This article is part of the supplement: Italian Society of Bioinformatics (BITS): Annual Meeting 2006 .

Research

Correlation analysis reveals the emergence of coherence in the gene expression dynamics following system perturbation

Nicola Neretti^1,2* , Daniel Remondini^2,7* , Marc Tatar³ , John M Sedivy⁴ , Michela Pierini² , Dawn Mazzatti⁵ , Jonathan Powell⁵ , Claudio Franceschi^2,6 and Gastrone C Castellani^1,2,7

¹  Institute for Brain and Neural Systems, Brown University, Providence RI, USA

²  Centro Interdipartimentale "L. Galvani", Università di Bologna, Bologna, Italy

³  Department of Ecology and Evolutionary Biology, Brown University, Providence RI, USA

⁴  Department of Molecular Biology, Cell Biology and Biochemistry, Brown University, Providence RI, USA

⁵  Unilever Corporate Research Center, Colworth, UK

⁶  I.N.R.C.A., Department of Gerontological Sciences, via Birarelli 8, 60121 Ancona, Italy

⁷  DIMORFIPA, Università di Bologna, Bologna, Italy

author email corresponding author email* Contributed equally

BMC Bioinformatics 2007, 8(Suppl 1):S16doi:10.1186/1471-2105-8-S1-S16

Published:	8 March 2007

Abstract

Time course gene expression experiments are a popular means to infer co-expression. Many methods have been proposed to cluster genes or to build networks based on similarity measures of their expression dynamics. In this paper we apply a correlation based approach to network reconstruction to three datasets of time series gene expression following system perturbation: 1) Conditional, Tamoxifen dependent, activation of the cMyc proto-oncogene in rat fibroblast; 2) Genomic response to nutrition changes in D. melanogaster; 3) Patterns of gene activity as a consequence of ageing occurring over a life-span time series (25y–90y) sampled from T-cells of human donors.

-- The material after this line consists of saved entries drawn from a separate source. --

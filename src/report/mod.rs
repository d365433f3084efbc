//! Financial reporting derived from ledger aggregates
//!
//! All three statements are read-only aggregate queries. Periods with no
//! activity produce empty line collections and zero totals rather than
//! errors.

use bigdecimal::BigDecimal;
use chrono::NaiveDate;
use serde::{Deserialize, Serialize};

use crate::chart::codes;
use crate::traits::LedgerStorage;
use crate::types::*;

/// One account's contribution to a statement
#[derive(Debug, Clone, PartialEq, Serialize, Deserialize)]
pub struct ReportLine {
    pub account_code: String,
    pub account_name: String,
    pub amount: BigDecimal,
}

/// Profit & Loss statement for a period
#[derive(Debug, Clone, PartialEq, Serialize, Deserialize)]
pub struct ProfitAndLoss {
    pub start_date: NaiveDate,
    pub end_date: NaiveDate,
    pub revenue: Vec<ReportLine>,
    pub expenses: Vec<ReportLine>,
    pub total_revenue: BigDecimal,
    pub total_expenses: BigDecimal,
    pub net_income: BigDecimal,
}

/// Balance sheet as of a date
#[derive(Debug, Clone, PartialEq, Serialize, Deserialize)]
pub struct BalanceSheet {
    pub as_of_date: NaiveDate,
    pub assets: Vec<ReportLine>,
    pub liabilities: Vec<ReportLine>,
    pub equity: Vec<ReportLine>,
    pub total_assets: BigDecimal,
    pub total_liabilities: BigDecimal,
    pub total_equity: BigDecimal,
}

/// One grouped line item on the cash flow statement
#[derive(Debug, Clone, PartialEq, Serialize, Deserialize)]
pub struct CashFlowItem {
    pub description: String,
    pub amount: BigDecimal,
}

/// Cash flow statement for a period
///
/// Every period item is classified as operating; the investing and
/// financing buckets are always empty in this implementation.
#[derive(Debug, Clone, PartialEq, Serialize, Deserialize)]
pub struct CashFlow {
    pub start_date: NaiveDate,
    pub end_date: NaiveDate,
    pub operating: Vec<CashFlowItem>,
    pub investing: Vec<CashFlowItem>,
    pub financing: Vec<CashFlowItem>,
    pub beginning_cash: BigDecimal,
    pub net_cash_flow: BigDecimal,
    pub ending_cash: BigDecimal,
}

/// Reporting engine over the ledger store
pub struct Reports<S: LedgerStorage> {
    storage: S,
}

impl<S: LedgerStorage> Reports<S> {
    pub fn new(storage: S) -> Self {
        Self { storage }
    }

    /// Profit & Loss over `[start_date, end_date]`
    ///
    /// Revenue accounts contribute their credit balance as-is; expense
    /// accounts are sign-flipped to positive. Near-zero aggregates are
    /// dropped.
    pub async fn profit_and_loss(
        &self,
        start_date: NaiveDate,
        end_date: NaiveDate,
    ) -> LedgerResult<ProfitAndLoss> {
        let activity = self
            .storage
            .account_activity(Some(start_date), Some(end_date))
            .await?;

        let tolerance = balance_tolerance();
        let mut revenue = Vec::new();
        let mut expenses = Vec::new();
        let mut total_revenue = BigDecimal::from(0);
        let mut total_expenses = BigDecimal::from(0);

        for account in activity {
            let balance = &account.total_credit - &account.total_debit;
            if balance.abs() <= tolerance {
                continue;
            }
            match account.account_type {
                AccountType::Revenue => {
                    total_revenue += &balance;
                    revenue.push(ReportLine {
                        account_code: account.account_code,
                        account_name: account.account_name,
                        amount: balance,
                    });
                }
                AccountType::Expense => {
                    let amount = (&account.total_debit - &account.total_credit).abs();
                    total_expenses += &amount;
                    expenses.push(ReportLine {
                        account_code: account.account_code,
                        account_name: account.account_name,
                        amount,
                    });
                }
                _ => {}
            }
        }

        let net_income = &total_revenue - &total_expenses;
        Ok(ProfitAndLoss {
            start_date,
            end_date,
            revenue,
            expenses,
            total_revenue,
            total_expenses,
            net_income,
        })
    }

    /// Balance sheet as of a date (entries dated on the date included)
    ///
    /// Assets carry their debit balance as-is; liabilities and equity are
    /// sign-flipped to positive. Assets = Liabilities + Equity is an
    /// emergent property of balanced postings, not something enforced
    /// here.
    pub async fn balance_sheet(&self, as_of_date: NaiveDate) -> LedgerResult<BalanceSheet> {
        let activity = self.storage.account_activity(None, Some(as_of_date)).await?;

        let tolerance = balance_tolerance();
        let mut assets = Vec::new();
        let mut liabilities = Vec::new();
        let mut equity = Vec::new();
        let mut total_assets = BigDecimal::from(0);
        let mut total_liabilities = BigDecimal::from(0);
        let mut total_equity = BigDecimal::from(0);

        for account in activity {
            let balance = &account.total_debit - &account.total_credit;
            if balance.abs() <= tolerance {
                continue;
            }
            let line = |amount: BigDecimal| ReportLine {
                account_code: account.account_code.clone(),
                account_name: account.account_name.clone(),
                amount,
            };
            match account.account_type {
                AccountType::Asset => {
                    total_assets += &balance;
                    assets.push(line(balance));
                }
                AccountType::Liability => {
                    let amount = -balance;
                    total_liabilities += &amount;
                    liabilities.push(line(amount));
                }
                AccountType::Equity => {
                    let amount = -balance;
                    total_equity += &amount;
                    equity.push(line(amount));
                }
                _ => {}
            }
        }

        Ok(BalanceSheet {
            as_of_date,
            assets,
            liabilities,
            equity,
            total_assets,
            total_liabilities,
            total_equity,
        })
    }

    /// Cash flow over `[start_date, end_date]`
    ///
    /// Cash-account lines in the period are grouped by their entry's
    /// description; `ending_cash = beginning_cash + net_cash_flow` holds by
    /// construction.
    pub async fn cash_flow(
        &self,
        start_date: NaiveDate,
        end_date: NaiveDate,
    ) -> LedgerResult<CashFlow> {
        let period_lines = self
            .storage
            .account_lines(codes::CASH, Some(start_date), Some(end_date))
            .await?;

        // group by entry description, preserving first-seen order
        let mut operating: Vec<CashFlowItem> = Vec::new();
        for line in &period_lines {
            let delta = &line.debit - &line.credit;
            match operating
                .iter_mut()
                .find(|item| item.description == line.entry_description)
            {
                Some(item) => item.amount += delta,
                None => operating.push(CashFlowItem {
                    description: line.entry_description.clone(),
                    amount: delta,
                }),
            }
        }

        let beginning_cash = match start_date.pred_opt() {
            Some(day_before) => {
                let prior = self
                    .storage
                    .account_lines(codes::CASH, None, Some(day_before))
                    .await?;
                prior
                    .iter()
                    .map(|line| &line.debit - &line.credit)
                    .sum()
            }
            None => BigDecimal::from(0),
        };

        let net_cash_flow: BigDecimal = operating.iter().map(|item| &item.amount).sum();
        let ending_cash = &beginning_cash + &net_cash_flow;

        Ok(CashFlow {
            start_date,
            end_date,
            operating,
            investing: Vec::new(),
            financing: Vec::new(),
            beginning_cash,
            net_cash_flow,
            ending_cash,
        })
    }
}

We show that the three datasets undergo similar transitions from an "uncorrelated" regime to a positively or negatively correlated one that is symptomatic of a shift from a "ground" or "basal" state to a "polarized" state.

In addition, we show that a similar transition is conserved at the pathway level, and that this information can be used for the construction of "meta-networks" where it is possible to assess new relations among functionally distant sets of molecular functions.